YOUR GOAL:
Scan the material below for the string "walker", and copy every line where it shows up.

******

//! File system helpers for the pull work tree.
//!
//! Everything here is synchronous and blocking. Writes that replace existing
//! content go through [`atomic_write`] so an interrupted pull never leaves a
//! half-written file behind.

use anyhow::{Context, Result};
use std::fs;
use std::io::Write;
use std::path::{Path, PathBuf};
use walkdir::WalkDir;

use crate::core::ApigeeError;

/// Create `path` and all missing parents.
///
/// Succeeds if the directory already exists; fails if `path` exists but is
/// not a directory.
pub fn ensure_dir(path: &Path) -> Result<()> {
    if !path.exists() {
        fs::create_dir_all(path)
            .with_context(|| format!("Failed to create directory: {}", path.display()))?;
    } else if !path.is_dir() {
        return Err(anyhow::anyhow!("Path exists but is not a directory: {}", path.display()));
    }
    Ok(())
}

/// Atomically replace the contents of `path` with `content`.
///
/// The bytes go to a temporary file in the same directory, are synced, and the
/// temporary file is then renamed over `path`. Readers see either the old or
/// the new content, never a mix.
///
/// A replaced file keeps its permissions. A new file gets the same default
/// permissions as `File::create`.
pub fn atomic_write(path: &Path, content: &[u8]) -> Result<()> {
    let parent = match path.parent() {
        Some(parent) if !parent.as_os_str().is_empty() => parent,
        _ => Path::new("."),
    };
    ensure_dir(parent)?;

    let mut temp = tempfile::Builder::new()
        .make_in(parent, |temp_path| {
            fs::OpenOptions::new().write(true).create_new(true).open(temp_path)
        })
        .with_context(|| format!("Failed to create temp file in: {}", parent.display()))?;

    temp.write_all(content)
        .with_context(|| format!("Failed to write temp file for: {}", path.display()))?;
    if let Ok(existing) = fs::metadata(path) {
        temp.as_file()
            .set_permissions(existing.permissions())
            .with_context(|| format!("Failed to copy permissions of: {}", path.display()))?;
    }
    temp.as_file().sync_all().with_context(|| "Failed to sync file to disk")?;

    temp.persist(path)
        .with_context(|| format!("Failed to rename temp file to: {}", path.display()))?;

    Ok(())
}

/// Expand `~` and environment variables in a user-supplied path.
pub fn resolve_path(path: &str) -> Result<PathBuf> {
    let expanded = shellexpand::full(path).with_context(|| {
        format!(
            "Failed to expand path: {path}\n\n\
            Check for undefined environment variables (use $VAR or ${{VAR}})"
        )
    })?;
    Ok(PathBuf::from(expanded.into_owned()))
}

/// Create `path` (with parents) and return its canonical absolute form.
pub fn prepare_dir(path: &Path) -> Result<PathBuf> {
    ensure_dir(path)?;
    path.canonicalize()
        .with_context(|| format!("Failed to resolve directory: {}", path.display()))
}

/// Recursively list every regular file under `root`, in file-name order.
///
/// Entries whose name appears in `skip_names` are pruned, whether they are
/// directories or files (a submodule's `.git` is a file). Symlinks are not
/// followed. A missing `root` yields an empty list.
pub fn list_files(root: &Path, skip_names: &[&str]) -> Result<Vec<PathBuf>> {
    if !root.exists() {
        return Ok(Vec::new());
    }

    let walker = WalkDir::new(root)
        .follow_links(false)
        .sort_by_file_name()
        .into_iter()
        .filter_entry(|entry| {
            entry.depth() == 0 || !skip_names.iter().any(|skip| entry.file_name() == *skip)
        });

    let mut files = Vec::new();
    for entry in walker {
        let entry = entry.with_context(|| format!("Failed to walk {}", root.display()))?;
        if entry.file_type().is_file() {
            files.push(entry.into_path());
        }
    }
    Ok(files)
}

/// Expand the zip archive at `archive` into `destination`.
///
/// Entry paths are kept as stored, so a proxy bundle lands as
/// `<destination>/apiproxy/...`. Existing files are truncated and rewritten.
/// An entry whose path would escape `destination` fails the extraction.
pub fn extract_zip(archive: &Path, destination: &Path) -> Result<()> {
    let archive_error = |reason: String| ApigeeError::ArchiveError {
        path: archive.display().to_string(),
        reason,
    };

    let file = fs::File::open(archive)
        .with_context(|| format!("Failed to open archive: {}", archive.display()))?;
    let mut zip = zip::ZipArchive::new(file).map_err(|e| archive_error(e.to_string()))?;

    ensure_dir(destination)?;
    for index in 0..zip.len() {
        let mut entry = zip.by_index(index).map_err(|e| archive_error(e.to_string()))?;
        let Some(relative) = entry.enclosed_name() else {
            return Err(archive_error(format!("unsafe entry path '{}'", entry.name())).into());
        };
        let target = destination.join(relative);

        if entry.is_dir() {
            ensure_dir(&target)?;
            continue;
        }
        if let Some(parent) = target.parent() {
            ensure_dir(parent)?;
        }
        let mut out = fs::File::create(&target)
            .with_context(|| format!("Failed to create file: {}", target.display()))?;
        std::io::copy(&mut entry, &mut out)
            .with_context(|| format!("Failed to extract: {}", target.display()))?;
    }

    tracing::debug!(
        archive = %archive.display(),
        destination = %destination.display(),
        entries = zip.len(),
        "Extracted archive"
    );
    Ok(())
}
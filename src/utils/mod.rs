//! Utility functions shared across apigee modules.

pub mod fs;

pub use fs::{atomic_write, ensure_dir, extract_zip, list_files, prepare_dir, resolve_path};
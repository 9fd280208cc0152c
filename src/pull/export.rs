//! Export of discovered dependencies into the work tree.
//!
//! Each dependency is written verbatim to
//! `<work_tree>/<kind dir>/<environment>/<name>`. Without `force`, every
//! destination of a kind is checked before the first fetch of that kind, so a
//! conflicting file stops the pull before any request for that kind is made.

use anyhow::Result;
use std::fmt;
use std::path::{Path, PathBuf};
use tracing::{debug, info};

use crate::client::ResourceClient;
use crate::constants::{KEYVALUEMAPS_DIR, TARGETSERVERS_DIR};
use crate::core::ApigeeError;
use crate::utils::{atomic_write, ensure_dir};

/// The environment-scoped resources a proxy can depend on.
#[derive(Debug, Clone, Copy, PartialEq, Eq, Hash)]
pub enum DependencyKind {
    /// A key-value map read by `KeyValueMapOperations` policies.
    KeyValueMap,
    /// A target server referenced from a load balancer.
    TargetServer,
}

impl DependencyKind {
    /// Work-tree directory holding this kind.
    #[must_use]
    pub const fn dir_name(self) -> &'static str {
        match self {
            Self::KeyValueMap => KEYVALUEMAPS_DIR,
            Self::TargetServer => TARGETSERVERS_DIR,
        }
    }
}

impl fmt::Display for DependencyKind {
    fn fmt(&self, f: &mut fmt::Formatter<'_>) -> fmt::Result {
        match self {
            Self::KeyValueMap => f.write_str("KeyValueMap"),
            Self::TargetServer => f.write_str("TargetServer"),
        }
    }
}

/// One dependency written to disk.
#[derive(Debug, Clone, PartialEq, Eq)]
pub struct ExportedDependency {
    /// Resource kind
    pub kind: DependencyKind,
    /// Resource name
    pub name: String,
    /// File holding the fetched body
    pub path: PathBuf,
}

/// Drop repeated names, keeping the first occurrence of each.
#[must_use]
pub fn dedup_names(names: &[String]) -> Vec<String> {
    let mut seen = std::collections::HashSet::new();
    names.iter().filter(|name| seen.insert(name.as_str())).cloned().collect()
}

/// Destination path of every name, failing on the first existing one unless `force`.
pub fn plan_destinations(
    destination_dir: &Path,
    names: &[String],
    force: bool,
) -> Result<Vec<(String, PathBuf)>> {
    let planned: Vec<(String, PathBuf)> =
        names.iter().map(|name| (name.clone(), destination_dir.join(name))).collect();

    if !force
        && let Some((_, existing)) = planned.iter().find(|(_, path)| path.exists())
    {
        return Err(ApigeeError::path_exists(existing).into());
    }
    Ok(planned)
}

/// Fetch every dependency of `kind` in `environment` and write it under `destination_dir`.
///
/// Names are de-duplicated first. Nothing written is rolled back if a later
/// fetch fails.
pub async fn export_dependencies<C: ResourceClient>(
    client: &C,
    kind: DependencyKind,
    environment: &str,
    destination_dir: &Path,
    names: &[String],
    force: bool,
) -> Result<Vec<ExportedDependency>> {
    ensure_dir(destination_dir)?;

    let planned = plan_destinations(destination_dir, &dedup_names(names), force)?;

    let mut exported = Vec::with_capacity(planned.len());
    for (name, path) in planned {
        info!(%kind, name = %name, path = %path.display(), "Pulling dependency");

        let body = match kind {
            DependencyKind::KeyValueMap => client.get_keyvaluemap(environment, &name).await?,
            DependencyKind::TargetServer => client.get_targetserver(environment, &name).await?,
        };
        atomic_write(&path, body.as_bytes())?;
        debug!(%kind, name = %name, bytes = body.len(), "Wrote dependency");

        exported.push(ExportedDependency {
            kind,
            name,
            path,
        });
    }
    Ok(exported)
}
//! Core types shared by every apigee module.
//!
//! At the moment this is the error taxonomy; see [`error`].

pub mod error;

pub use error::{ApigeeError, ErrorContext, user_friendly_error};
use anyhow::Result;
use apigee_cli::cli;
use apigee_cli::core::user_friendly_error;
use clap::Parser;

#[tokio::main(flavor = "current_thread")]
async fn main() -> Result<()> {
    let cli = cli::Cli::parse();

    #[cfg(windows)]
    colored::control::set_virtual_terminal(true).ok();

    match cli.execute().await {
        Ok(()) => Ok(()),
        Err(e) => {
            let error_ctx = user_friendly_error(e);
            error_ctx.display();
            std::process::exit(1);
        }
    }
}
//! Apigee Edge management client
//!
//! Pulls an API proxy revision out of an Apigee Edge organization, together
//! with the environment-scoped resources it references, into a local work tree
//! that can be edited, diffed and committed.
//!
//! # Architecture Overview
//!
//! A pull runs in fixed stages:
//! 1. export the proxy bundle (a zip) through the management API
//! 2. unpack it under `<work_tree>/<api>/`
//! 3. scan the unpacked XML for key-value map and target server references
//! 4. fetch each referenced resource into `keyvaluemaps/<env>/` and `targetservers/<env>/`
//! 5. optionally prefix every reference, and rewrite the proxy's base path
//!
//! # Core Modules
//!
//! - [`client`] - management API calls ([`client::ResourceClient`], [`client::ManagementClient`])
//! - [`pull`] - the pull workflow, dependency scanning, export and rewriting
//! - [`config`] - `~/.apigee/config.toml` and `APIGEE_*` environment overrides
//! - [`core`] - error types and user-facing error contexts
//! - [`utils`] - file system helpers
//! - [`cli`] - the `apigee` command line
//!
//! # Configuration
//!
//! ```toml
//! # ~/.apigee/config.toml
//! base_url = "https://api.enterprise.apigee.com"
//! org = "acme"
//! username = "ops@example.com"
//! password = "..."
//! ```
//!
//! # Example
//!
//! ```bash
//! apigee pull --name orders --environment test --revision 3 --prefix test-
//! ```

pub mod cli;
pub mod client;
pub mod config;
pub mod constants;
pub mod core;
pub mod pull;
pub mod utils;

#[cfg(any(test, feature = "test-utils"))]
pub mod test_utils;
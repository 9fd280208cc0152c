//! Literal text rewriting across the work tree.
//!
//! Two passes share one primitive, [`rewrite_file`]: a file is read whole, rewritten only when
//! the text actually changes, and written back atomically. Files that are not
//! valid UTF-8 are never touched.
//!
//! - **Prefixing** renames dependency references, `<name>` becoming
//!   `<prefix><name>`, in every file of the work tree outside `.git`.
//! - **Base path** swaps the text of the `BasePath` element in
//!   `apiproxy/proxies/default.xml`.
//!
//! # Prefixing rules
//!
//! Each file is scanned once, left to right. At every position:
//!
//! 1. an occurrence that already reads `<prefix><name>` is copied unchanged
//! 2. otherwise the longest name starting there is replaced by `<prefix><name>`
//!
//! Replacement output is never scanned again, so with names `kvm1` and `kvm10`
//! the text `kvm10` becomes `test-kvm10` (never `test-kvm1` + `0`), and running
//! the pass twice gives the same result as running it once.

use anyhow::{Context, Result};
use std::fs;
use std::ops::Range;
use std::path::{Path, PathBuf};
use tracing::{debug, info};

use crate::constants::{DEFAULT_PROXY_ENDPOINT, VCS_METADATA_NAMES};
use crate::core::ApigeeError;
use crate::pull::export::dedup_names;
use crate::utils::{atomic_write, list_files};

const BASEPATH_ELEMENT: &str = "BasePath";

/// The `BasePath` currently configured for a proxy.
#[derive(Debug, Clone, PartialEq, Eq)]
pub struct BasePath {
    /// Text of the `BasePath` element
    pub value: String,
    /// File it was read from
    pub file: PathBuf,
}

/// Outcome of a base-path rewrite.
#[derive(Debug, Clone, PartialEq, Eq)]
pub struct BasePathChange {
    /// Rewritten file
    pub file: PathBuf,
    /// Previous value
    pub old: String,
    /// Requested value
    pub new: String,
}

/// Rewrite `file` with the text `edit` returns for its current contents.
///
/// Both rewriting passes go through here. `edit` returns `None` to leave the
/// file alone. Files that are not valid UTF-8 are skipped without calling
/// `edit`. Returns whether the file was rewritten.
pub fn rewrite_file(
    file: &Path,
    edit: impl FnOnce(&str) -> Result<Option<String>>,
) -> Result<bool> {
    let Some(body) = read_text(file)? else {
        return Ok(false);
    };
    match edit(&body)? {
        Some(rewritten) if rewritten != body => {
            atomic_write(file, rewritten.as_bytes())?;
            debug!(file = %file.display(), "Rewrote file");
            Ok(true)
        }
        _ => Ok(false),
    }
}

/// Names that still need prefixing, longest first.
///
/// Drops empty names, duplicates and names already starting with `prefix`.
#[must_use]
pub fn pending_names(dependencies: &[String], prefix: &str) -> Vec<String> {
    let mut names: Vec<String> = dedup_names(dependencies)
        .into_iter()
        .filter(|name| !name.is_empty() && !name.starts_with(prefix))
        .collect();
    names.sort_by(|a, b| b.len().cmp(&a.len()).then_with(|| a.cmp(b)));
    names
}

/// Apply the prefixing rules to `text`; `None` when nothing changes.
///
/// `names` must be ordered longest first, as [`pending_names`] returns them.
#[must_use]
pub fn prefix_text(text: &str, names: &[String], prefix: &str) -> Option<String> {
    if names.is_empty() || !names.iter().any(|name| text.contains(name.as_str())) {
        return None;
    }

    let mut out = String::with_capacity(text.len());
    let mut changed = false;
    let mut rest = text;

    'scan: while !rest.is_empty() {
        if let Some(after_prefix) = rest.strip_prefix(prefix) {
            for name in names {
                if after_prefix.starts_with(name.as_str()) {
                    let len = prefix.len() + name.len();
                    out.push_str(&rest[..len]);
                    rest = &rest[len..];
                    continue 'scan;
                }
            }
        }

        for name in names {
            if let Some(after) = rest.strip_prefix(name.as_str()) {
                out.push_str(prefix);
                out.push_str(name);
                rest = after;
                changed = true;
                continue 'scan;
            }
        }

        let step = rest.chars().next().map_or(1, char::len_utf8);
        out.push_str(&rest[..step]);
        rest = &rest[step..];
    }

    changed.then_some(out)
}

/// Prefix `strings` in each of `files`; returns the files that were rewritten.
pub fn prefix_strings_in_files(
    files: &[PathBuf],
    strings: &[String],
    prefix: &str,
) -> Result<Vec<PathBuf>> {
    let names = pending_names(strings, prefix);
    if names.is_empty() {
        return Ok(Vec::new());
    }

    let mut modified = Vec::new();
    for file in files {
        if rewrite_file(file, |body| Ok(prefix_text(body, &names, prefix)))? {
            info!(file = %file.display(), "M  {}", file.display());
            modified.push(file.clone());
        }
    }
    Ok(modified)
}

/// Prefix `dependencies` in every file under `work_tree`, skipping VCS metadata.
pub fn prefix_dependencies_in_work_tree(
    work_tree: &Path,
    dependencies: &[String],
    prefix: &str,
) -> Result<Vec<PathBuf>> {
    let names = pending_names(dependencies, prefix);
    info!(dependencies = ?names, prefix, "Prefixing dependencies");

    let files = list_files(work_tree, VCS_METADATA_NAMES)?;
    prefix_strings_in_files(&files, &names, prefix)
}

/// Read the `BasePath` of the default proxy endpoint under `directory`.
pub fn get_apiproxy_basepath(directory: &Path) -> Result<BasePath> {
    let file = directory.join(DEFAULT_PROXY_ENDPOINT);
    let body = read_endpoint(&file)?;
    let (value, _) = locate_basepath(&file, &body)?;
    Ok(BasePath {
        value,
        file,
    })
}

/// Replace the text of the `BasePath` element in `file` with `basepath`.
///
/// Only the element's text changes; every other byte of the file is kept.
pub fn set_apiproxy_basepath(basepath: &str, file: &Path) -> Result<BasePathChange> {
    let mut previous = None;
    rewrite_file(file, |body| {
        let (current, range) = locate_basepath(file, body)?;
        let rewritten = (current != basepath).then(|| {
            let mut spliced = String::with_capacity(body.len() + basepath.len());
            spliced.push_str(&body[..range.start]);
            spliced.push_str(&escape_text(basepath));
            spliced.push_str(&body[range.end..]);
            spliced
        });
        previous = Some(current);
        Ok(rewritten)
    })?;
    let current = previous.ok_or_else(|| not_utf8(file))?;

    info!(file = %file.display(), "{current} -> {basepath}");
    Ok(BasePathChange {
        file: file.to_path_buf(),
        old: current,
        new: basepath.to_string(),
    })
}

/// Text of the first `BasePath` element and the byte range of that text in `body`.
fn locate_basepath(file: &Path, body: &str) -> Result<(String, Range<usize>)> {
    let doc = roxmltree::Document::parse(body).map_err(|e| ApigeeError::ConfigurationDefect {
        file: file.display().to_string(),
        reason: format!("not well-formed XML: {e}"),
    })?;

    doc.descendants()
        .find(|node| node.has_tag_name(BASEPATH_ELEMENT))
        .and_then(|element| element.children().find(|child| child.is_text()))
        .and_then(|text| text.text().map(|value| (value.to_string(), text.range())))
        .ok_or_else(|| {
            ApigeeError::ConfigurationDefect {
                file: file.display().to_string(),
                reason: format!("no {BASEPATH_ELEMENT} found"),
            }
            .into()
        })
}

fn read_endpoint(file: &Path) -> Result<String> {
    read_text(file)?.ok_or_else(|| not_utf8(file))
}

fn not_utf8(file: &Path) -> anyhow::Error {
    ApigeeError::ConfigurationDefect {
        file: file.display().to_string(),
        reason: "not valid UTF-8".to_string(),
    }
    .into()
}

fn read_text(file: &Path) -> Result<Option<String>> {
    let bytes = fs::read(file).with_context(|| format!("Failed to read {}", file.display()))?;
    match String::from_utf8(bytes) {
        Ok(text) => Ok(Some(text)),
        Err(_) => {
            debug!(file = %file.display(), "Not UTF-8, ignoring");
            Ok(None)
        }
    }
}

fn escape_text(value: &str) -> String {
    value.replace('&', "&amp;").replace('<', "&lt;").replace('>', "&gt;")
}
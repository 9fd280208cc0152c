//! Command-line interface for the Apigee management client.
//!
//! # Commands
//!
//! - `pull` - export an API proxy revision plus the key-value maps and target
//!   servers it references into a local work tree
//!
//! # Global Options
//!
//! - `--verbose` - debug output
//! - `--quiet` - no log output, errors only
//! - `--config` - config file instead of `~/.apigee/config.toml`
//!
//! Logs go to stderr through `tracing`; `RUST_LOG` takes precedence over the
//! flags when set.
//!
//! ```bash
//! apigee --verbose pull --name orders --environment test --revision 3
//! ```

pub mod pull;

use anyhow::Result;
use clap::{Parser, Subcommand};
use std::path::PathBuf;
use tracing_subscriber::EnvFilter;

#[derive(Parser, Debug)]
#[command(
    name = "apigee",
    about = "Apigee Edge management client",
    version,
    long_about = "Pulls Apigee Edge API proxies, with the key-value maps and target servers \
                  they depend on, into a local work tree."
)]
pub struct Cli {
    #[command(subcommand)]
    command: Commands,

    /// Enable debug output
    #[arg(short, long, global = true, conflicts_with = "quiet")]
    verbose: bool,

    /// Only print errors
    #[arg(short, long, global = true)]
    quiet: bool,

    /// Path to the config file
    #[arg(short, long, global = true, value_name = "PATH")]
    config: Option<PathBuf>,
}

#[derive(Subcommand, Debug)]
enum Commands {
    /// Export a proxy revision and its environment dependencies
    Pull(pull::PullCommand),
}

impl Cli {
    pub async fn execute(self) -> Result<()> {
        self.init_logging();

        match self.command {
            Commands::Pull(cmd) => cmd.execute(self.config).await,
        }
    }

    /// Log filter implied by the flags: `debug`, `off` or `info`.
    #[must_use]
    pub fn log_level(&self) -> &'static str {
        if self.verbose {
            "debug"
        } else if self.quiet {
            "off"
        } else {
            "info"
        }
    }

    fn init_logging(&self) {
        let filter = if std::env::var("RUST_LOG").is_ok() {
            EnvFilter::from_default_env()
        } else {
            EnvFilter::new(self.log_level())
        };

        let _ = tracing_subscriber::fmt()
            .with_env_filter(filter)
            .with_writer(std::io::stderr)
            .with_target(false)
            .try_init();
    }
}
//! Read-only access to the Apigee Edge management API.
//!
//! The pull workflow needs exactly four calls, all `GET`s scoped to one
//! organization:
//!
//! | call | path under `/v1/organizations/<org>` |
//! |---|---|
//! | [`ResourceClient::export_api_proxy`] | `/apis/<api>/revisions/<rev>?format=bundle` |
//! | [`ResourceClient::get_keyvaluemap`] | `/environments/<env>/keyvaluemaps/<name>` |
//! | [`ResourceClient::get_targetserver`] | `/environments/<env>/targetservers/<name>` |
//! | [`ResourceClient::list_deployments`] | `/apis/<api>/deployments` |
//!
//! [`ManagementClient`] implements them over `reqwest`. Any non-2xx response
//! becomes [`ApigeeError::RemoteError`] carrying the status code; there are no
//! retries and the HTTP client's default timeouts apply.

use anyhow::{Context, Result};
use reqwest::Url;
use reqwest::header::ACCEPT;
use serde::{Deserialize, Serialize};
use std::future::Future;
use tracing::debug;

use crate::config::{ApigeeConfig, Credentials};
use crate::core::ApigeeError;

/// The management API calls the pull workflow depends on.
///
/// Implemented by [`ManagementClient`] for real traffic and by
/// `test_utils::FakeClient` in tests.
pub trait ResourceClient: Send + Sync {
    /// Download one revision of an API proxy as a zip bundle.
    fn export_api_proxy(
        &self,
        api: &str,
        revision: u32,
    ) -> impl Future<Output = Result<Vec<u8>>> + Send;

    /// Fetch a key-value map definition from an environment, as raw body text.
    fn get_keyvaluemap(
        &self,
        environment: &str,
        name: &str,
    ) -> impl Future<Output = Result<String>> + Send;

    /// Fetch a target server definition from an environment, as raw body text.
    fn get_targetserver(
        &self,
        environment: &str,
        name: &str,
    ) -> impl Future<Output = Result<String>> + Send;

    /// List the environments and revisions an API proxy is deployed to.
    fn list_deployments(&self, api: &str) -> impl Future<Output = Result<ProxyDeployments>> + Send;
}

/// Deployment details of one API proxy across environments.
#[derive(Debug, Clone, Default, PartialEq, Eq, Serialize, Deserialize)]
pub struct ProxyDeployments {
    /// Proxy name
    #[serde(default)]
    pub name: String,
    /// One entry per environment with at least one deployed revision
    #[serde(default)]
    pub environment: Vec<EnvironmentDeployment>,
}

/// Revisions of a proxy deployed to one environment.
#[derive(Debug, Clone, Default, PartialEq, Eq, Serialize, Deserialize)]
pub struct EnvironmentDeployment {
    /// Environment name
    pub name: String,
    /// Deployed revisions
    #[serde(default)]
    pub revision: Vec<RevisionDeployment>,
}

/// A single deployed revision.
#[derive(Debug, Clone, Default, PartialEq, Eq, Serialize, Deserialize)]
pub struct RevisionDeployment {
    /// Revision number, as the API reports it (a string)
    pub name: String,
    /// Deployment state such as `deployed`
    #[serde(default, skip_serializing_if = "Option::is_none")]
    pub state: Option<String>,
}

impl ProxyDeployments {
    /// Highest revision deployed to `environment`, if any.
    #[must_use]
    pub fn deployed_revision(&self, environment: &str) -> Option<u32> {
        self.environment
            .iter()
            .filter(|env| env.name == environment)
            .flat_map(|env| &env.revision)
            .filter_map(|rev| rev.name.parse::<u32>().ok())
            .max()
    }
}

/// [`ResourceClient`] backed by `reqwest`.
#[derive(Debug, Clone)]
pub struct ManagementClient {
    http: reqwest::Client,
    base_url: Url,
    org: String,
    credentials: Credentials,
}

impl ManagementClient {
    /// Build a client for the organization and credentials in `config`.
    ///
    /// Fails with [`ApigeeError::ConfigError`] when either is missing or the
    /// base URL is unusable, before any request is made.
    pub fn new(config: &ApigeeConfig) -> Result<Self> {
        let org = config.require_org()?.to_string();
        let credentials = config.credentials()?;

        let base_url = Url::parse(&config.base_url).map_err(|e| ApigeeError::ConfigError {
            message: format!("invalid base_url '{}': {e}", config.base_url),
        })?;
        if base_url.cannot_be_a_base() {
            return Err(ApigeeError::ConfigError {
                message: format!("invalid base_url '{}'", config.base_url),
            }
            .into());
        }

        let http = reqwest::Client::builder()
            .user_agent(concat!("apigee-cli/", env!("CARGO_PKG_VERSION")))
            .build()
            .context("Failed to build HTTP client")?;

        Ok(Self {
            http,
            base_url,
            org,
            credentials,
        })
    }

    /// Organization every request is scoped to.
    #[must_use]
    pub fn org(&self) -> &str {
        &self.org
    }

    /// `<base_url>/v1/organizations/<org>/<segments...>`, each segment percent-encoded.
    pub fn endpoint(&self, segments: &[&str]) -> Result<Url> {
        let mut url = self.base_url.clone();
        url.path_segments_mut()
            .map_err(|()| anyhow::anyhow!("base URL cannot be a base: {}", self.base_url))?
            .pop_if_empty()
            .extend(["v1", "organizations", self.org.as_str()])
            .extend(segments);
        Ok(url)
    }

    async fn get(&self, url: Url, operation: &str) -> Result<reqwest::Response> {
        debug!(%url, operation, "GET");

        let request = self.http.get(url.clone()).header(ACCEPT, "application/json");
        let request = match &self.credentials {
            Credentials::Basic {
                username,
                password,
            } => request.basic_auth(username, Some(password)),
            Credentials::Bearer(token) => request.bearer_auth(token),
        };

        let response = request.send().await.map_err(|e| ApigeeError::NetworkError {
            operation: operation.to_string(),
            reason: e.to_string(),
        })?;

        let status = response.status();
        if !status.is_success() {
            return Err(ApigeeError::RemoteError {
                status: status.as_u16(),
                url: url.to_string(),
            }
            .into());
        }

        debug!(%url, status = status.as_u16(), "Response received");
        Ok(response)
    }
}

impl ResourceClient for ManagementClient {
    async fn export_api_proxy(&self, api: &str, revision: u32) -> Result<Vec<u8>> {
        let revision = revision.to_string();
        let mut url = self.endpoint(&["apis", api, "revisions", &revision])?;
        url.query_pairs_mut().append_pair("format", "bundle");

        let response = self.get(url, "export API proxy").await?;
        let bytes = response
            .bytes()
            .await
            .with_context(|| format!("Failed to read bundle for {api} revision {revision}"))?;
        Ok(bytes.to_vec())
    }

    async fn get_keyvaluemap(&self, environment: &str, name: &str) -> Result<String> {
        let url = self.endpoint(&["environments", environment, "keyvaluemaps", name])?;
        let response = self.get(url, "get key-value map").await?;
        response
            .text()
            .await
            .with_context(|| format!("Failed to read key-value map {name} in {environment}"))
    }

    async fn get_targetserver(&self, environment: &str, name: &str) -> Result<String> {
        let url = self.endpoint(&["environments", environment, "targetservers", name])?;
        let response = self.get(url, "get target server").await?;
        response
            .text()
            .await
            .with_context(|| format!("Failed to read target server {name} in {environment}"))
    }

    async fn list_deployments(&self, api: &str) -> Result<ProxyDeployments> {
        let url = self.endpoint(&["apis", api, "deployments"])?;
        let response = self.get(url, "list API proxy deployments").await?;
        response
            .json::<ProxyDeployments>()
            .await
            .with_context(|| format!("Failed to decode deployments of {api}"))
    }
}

******

TASK SOLUTION:
    let walker = WalkDir::new(root)
    for entry in walker {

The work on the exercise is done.